Atomic Pulse

Sculpting a Safer World: Paper Artist Jeff Nishinaka on His Art and Connection to #CranesForOurFuture

Jeff Nishinaka is a Los Angeles-based artist who specializes in paper sculpture. He enthusiastically agreed to participate in the 2022 #CranesForOurFuture campaign by contributing a sculpture of a child’s hands holding an origami crane. Because of his family’s history in Japan, the campaign has special meaning for him.

Thank you for your work on the campaign, Jeff, and for taking the time to talk with us. How long have you been making paper sculptures?  

I’ve been specializing in paper sculpture for over 40 years now, so I’ve been doing this most of my life!

We heard that you have a personal connection to the Hiroshima bombing. Could you tell us about this?

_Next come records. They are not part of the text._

use rayon::prelude::*;
use std::time::Instant;
use tracing::{debug, info, instrument, trace};

use crate::container::{Keyed, RawValue, Record};
use crate::diagnostics::{Diagnostics, TracingDiagnostics};
use crate::domain::{Field, TableConfig, TableError};
use crate::render::{NoopRenderer, Renderer};
use crate::sort::{self, Permutation};

#[derive(Debug, PartialEq, Clone, Copy)]
pub enum Status {
    EMPTY,
    LOADED,
}

/// One value of a column together with its render form.
#[derive(Debug, Clone, PartialEq)]
pub struct Cell {
    raw: RawValue,
    display: String,
}

impl Cell {
    pub fn new(raw: RawValue, absent_placeholder: &str) -> Self {
        let display = raw.display(absent_placeholder);
        Self { raw, display }
    }

    pub fn raw(&self) -> &RawValue {
        &self.raw
    }

    pub fn display(&self) -> &str {
        &self.display
    }
}

impl From<RawValue> for Cell {
    fn from(raw: RawValue) -> Self {
        Cell::new(raw, "")
    }
}

impl From<&str> for Cell {
    fn from(s: &str) -> Self {
        Cell::new(RawValue::from(s), "")
    }
}

#[derive(Debug, Clone)]
pub struct Column {
    field: Field,
    cells: Vec<Cell>,
    max_width: usize,
}

impl Column {
    pub fn new(field: impl Into<Field>) -> Self {
        Self {
            field: field.into(),
            cells: Vec::new(),
            max_width: 0,
        }
    }

    pub fn field(&self) -> &str {
        &self.field
    }

    pub fn cells(&self) -> &[Cell] {
        &self.cells
    }

    pub fn len(&self) -> usize {
        self.cells.len()
    }

    pub fn is_empty(&self) -> bool {
        self.cells.is_empty()
    }

    /// Widest render form in characters.
    pub fn max_width(&self) -> usize {
        self.max_width
    }

    pub fn push(&mut self, cell: Cell) {
        self.max_width = std::cmp::max(self.max_width, cell.display().chars().count());
        self.cells.push(cell);
    }

    pub fn as_string(&self) -> String {
        format!(
            "\"{}\", width_max: {}, # rows {}",
            self.field,
            self.max_width,
            self.cells.len(),
        )
    }
}

/// Columns of a comparison table, kept row-aligned: cell `i` of every column
/// belongs to the same source record.
pub struct TableModel {
    config: TableConfig,
    status: Status,
    columns: Keyed<Column>,
    last_sort: Option<Field>,
    renderer: Box<dyn Renderer>,
    diagnostics: Box<dyn Diagnostics>,
}

impl TableModel {
    pub fn new(config: TableConfig) -> Self {
        Self {
            config,
            status: Status::EMPTY,
            columns: Keyed::new(),
            last_sort: None,
            renderer: Box::new(NoopRenderer),
            diagnostics: Box::new(TracingDiagnostics),
        }
    }

    pub fn with_renderer(mut self, renderer: impl Renderer + 'static) -> Self {
        self.renderer = Box::new(renderer);
        self
    }

    pub fn with_diagnostics(mut self, diagnostics: impl Diagnostics + 'static) -> Self {
        self.diagnostics = Box::new(diagnostics);
        self
    }

    pub fn status(&self) -> Status {
        self.status
    }

    pub fn fields(&self) -> Vec<Field> {
        self.columns.keys()
    }

    pub fn columns(&self) -> &Keyed<Column> {
        &self.columns
    }

    pub fn column(&self, field: &str) -> Option<&Column> {
        self.columns.get(field)
    }

    pub fn row_count(&self) -> usize {
        self.columns.values().next().map_or(0, Column::len)
    }

    /// Field of the most recent successful sort.
    pub fn last_sort(&self) -> Option<&str> {
        self.last_sort.as_deref()
    }

    /// Registers an empty column. On a loaded table the column is filled with
    /// absent values so all columns keep the same length. Columns added before
    /// the first load are filled from the records like header fields.
    pub fn add_column(&mut self, field: impl Into<Field>) -> Result<(), TableError> {
        let field = field.into();
        if self.columns.contains_key(&field) {
            return Err(TableError::DuplicateField(field));
        }
        let mut column = Column::new(field.clone());
        for _ in 0..self.row_count() {
            column.push(Cell::new(RawValue::Absent, &self.config.absent_placeholder));
        }
        trace!("Added column {}", column.as_string());
        self.columns.insert(field, column);
        Ok(())
    }

    /// Builds the columns from `records`. The first record only provides the
    /// field names (its keys); every following record becomes one row.
    #[instrument(level = "debug", skip_all, fields(nrecords = records.len()))]
    pub fn load_records(&mut self, records: Vec<Record>) -> Result<(), TableError> {
        let start_time = Instant::now();
        let mut records = records.into_iter();
        let Some(header) = records.next() else {
            return Err(TableError::MalformedRecord(
                "no header record to take the fields from".into(),
            ));
        };

        // Columns registered before the first load are kept and filled from
        // the records; a reload starts over from the new header.
        if self.status == Status::LOADED {
            self.columns = Keyed::new();
            self.last_sort = None;
        } else if let Some(field) = header
            .keys()
            .into_iter()
            .find(|f| self.columns.contains_key(f))
        {
            return Err(TableError::DuplicateField(field));
        }
        for field in header.keys() {
            self.add_column(field)?;
        }

        let placeholder = self.config.absent_placeholder.clone();
        let mut nrecords = 0;
        for (idx, record) in records.enumerate() {
            for column in self.columns.values_mut() {
                let raw = record
                    .get(column.field())
                    .cloned()
                    .unwrap_or(RawValue::Absent);
                column.push(Cell::new(raw, &placeholder));
            }

            if self.config.verify_no_leftover_keys {
                let name = Self::record_name(&record, idx);
                let columns = &self.columns;
                let diagnostics = &mut self.diagnostics;
                record
                    .filter(|field, _| !columns.contains_key(field))
                    .for_each(|field, _| {
                        diagnostics.warn(&format!("Ignoring field '{field}' from record '{name}'"));
                    });
            }
            nrecords += 1;
        }
        self.status = Status::LOADED;

        info!(
            "Loaded {nrecords} records into {} columns in {}ms",
            self.columns.count(),
            start_time.elapsed().as_millis()
        );
        for c in self.columns.values() {
            debug!("Column: {}", c.as_string());
        }

        if let Some(field) = self.config.initial_sort.clone() {
            if let Err(e) = self.reorder(&field, false) {
                self.diagnostics
                    .warn(&format!("Initial sort by '{field}' skipped: {e}"));
            }
        }
        self.renderer.redraw(&self.columns);
        Ok(())
    }

    /// Sorts all columns by the values of `field`. If the table is already
    /// sorted by that column and `allow_reverse_on_no_change` is set, the rows
    /// are reversed instead. Returns the order that was applied.
    #[instrument(level = "debug", skip(self))]
    pub fn sort_by(
        &mut self,
        field: &str,
        allow_reverse_on_no_change: bool,
    ) -> Result<Permutation, TableError> {
        if self.status != Status::LOADED {
            return Err(TableError::NotLoaded);
        }
        let order = self.reorder(field, allow_reverse_on_no_change)?;
        self.renderer.redraw(&self.columns);
        Ok(order)
    }

    /// Sort request from a header click: ascending first, then flipping.
    pub fn toggle_sort(&mut self, field: &str) -> Result<Permutation, TableError> {
        self.sort_by(field, true)
    }

    fn reorder(
        &mut self,
        field: &str,
        allow_reverse_on_no_change: bool,
    ) -> Result<Permutation, TableError> {
        let column = self
            .columns
            .get(field)
            .ok_or_else(|| TableError::UnknownField(field.to_string()))?;
        self.diagnostics.info(&format!("Sorting by {field}"));

        let start_time = Instant::now();
        let order = sort::compute_order(column.cells(), allow_reverse_on_no_change);

        // Rebuild every column first, so a failure leaves the table untouched.
        let reordered: Vec<Vec<Cell>> = self
            .columns
            .values()
            .collect::<Vec<&Column>>()
            .par_iter()
            .map(|c| sort::apply_order(c.cells(), &order))
            .collect::<Result<_, _>>()?;
        for (column, cells) in self.columns.values_mut().zip(reordered) {
            column.cells = cells;
        }

        debug!(
            "Reordered {} columns by '{field}' in {}µs",
            self.columns.count(),
            start_time.elapsed().as_micros()
        );
        self.last_sort = Some(field.to_string());
        Ok(order)
    }

    fn record_name(record: &Record, idx: usize) -> String {
        record
            .get("name")
            .filter(|v| !v.is_absent())
            .map(|v| v.display(""))
            .unwrap_or_else(|| format!("#{}", idx + 1))
    }
}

Yes, my father was based in Yokohama, Japan during the Allied Forces’ occupation from 1946 to 1947. He got there just a few months after the bomb. His grandmother, my great grandmother, lived in the hills above Hiroshima, so she was far enough away from the blast to survive it. They had outhouses back then, and she was actually in the outhouse during the explosion. It was normally pitch dark inside, but when the bomb exploded, the bright light from the blast came through between the wood slats of the outhouse and lit it up like the sun was inside. In the days after the explosion, she would see people walking by her house seeking shelter among the trees of the forest. They were bloody and their clothes were in tatters. They were basically going into the forest to die.

What a harrowing story, thank you so much for sharing that. What can you tell us about the sculpture you are working on for the #CranesForOurFuture campaign? 

The sculpture is a pair of children’s hands holding an origami crane, with strands of cranes hanging behind. At this point, I’m probably about 70% finished! I’m waiting for a friend of mine to mail me just the right color of turquoise blue paper for the background, to make the sculpture more striking. But it’s a very simple image, which I think makes it more powerful.

Has your connection to Hiroshima been a source of inspiration for this project? 

Well, the hanging strands of cranes are actually something that I saw in Hiroshima!

I went to Hiroshima for the first time with some friends in 1988. When we visited the Peace Memorial Park and museum there, seeing first-hand the toll of the explosion on things like railroad ties that were bent out of shape and coins that were melted into a clump had a huge emotional impact on me.

But what really stuck out were the strands of thousands and thousands of paper cranes strung all around the exterior. Out of something so terrifying and devastating, there was so much beauty because of the vivid colors of the cranes. It was really something to walk around and experience it. I think everybody should visit it at least once, and after you see it, you can’t help but think … it’s too devastating. It’s too many innocent lives. We can’t let this happen again.

We’re excited to see the finished product. What’s involved in your process of going from a concept to a finished piece? 

It all starts with an idea, which could be pretty loose or pretty defined. For example, I didn’t know exactly what I was going to create for this campaign. I thought about doing something with hands, having a sun behind it, or maybe something that looked more spiritual or inspirational. But I think the children’s hands gives it an emotional impact because this campaign is about the future and preventing any nuclear war for the next generations.

Once I have an idea, I do research. I look for images to spark inspiration and in the past, I would try to visit places in person for ideas. It would have been really cool to go to Hiroshima again to refresh my memory. Then I start doing rough sketches. From rough sketches, I gradually add more detail. Then I take that finished sketch and do a final drawing to size. In the case of this piece, about 17 inches by 17 inches square. I use this as a blueprint and transfer it to the back of the paper I’m using for the sculpture and start cutting all the pieces out! Then I shape everything and glue it together in sections. In the end, I mount everything on a background, in this case, the turquoise blue paper, so it’s ready to be photographed!

What role do you think that art and artists can play in cultural and political movements, like the #CranesForOurFuture campaign?

I think art is the universal language. It crosses borders, boundaries, politics, economics. There are no words needed, no sound, no written explanation of what it is. Yet at the same time, everybody takes something different from it. And you can have an instant reaction to a piece, then think about it for a while and develop a totally different feeling from your initial thoughts. That’s what art is all about, constant evolution. It stays with you and it impacts your life. That’s the goal anyway.

We wanted to end by asking you the question that we’re asking everyone in the campaign to answer: What does a world free of nuclear weapons mean to you?

In a nuclear-free world, there’s more of a guarantee that life will go on and flourish. We’ll all be better off.

Thank you so much for taking the time to do this, Jeff. We really appreciate it.

It’s been a pleasure. Thank you for letting me be involved in this, I think this project is very important. Because of the connections I have to it, it’s been very meaningful for me to work on.